Burning becomes a productive treatment when management objectives specify supporting fewer animals at higher diet quality levels.
Burning reduced litter and standing dead herbage, which increased the amount of green forage ungulates could find and consume (Hobbs and Spowart 1984).
Understory production decreased the first post-burn year in the Jackson Hole area, then increased to levels well above those on the unburned sites in the second and third post-burn years. On one site, second-year production of willow-herb (Epilobium angustifolium), a species palatable to elk, was double that prior to burning (Lotan and Brown 1985).
Forbs, particularly annuals, were abundant 4 years following a burn. Up through 16 years there were significantly more forbs than in unburned sites. Only a 24-year-old burn had significantly more forbs, indicating this may be about as long a change could be expected.
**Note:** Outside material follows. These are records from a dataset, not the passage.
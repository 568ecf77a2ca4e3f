//! # Output Sinks
//!
//! A sink consumes a formatted [`Document`] and delivers it somewhere. The
//! factory picks one from the descriptor's transport kind:
//!
//! | Kind | Sink | Output |
//! |------|------|--------|
//! | `serial` `network` `spool` `capture` | [`ProtocolSink`] | ESC/POS bytes |
//! | `richtext` | [`QueueSink`] | rich document as HTML, to a print queue |
//! | `html` | [`QueueSink`] | tagged lines → HTML → repaired tree → rich document |
//! | `text` | [`TextSink`] | flattened text file |
//! | `demo` | [`DemoSink`] | flattened text on the log and stdout |
//!
//! Print queues are `lp` destinations, or directories when the address is
//! `dir:<path>`.

mod protocol;
mod queue;
mod text;

use std::path::PathBuf;

use async_trait::async_trait;
use tracing::warn;

use crate::error::{Result, TagprintError};
use crate::layout::Document;
use crate::printer::{PrinterDescriptor, TransportKind};
use crate::transport::{CancellationToken, Spooler, TransportTarget};

pub use protocol::ProtocolSink;
pub use queue::{DirectoryQueue, DocumentFlavor, LpQueue, PrintQueue, QueueSink};
pub use text::{DemoSink, TextSink};

/// Prefix selecting a [`DirectoryQueue`].
pub const DIRECTORY_PREFIX: &str = "dir:";

/// Outcome of a delivered job.
#[derive(Debug, Default)]
pub struct PrintReport {
    /// Device, queue or file the job went to
    pub destination: String,
    /// Bytes written or submitted
    pub bytes: usize,
    /// Recoverable problems met while rendering this job
    pub skipped: Vec<TagprintError>,
}

/// An output backend.
#[async_trait]
pub trait Sink: Send + Sync {
    fn descriptor(&self) -> &PrinterDescriptor;

    /// Deliver one document. Transport failures abort the job.
    async fn print(&self, document: &Document) -> Result<PrintReport>;
}

/// Shared state handed to sinks by the factory.
#[derive(Debug, Clone)]
pub struct SinkOptions {
    pub spooler: Spooler,
    pub cancel: CancellationToken,
    /// Directory `<BMP:...>` paths are resolved against
    pub asset_root: PathBuf,
}

impl Default for SinkOptions {
    fn default() -> Self {
        Self {
            spooler: Spooler::new(),
            cancel: CancellationToken::new(),
            asset_root: PathBuf::from("."),
        }
    }
}

/// Build the sink for a descriptor.
pub fn create_sink(descriptor: &PrinterDescriptor, options: &SinkOptions) -> Result<Box<dyn Sink>> {
    descriptor.validate()?;
    let descriptor = descriptor.clone();

    let sink: Box<dyn Sink> = match descriptor.transport {
        TransportKind::Serial
        | TransportKind::Network
        | TransportKind::Spool
        | TransportKind::Capture => {
            let target = TransportTarget::from_descriptor(&descriptor).ok_or_else(|| {
                TagprintError::Config(format!("no protocol target for {}", descriptor.name))
            })?;
            Box::new(ProtocolSink::new(descriptor, target, options))
        }
        TransportKind::RichText | TransportKind::Html => {
            let flavor = if descriptor.transport == TransportKind::Html {
                DocumentFlavor::Html
            } else {
                DocumentFlavor::RichText
            };
            let queue: Box<dyn PrintQueue> =
                match descriptor.address.trim().strip_prefix(DIRECTORY_PREFIX) {
                    Some(dir) => Box::new(DirectoryQueue::new(dir)),
                    None => Box::new(LpQueue::new(descriptor.address.trim())),
                };
            Box::new(QueueSink::new(descriptor, flavor, queue, options.spooler.clone()))
        }
        TransportKind::Text => {
            let path = PathBuf::from(descriptor.address.trim());
            Box::new(TextSink::new(descriptor, path, options.spooler.clone()))
        }
        TransportKind::Demo => Box::new(DemoSink::new(descriptor)),
    };
    Ok(sink)
}

/// Lay out a template for the sink's printer and deliver it.
pub async fn print_template(sink: &dyn Sink, template: &[String]) -> Result<PrintReport> {
    let document = Document::build(template, sink.descriptor().chars_per_line);
    for diagnostic in document.diagnostics() {
        warn!(%diagnostic, "layout issue");
    }
    sink.print(&document).await
}
//! # Lenient Markup
//!
//! HTML for the rich-text sinks: tagged lines are converted to loose HTML,
//! then tokenized and repaired into a well-formed tree.
//!
//! - [`tokenizer`]: content / tag-name / attribute state machine
//! - [`repair`]: two-stack tree builder
//! - [`html`]: formatted document → HTML

pub mod html;
pub mod repair;
pub mod tokenizer;

pub use html::{document_to_html, to_repaired};
pub use repair::{Element, Node, RepairedMarkup, repair};
pub use tokenizer::{Token, Tokenizer, tokenize};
Grasses appeared to respond later; 24-, 45- and 115-year old burns had the most grass basal area (Klebenow 1985). This would be beneficial for species such as elk.
Wydeven and Dahlgren (1983) found graminoids to be the major forage class eaten by elk in spring and summer. Forbs were the most important forage class consumed in fall and winter, along with some graminoids.
Controlled burning of aspen provides more browse for deer. Following a spring burn, aspen stem densities had increased from a few hundred per acre prior to the fire to greater than 25,000/A (10,000/ha) due to root sprouting. Prior to treatment, aspen was too tall for ungulates to reach. Two years after the burn a large supply of aspen was at a height that could be utilized (Gordon 1976). These burns appeared to inexpensively provide not only an increased food supply but also increased cover.
Fire can affect forage species utilized. Following a burn in Alberta, pronghorn antelope showed a higher use of spineless, burned cactus, a forage item usually sparsely consumed (Stelfox and Vriend 1977).
In summary, fire creates vegetative diversity and therefore enhances wildlife habitat. Optimum benefits occur where fire creates a mosaic pattern of burned and unburned vegetation which provides new growth of nutritional forages, seasonal habitats, and maintenance of vegetation in early stages of succession. Improved habitat and forage increases the carrying capacity of habitats for large mammals.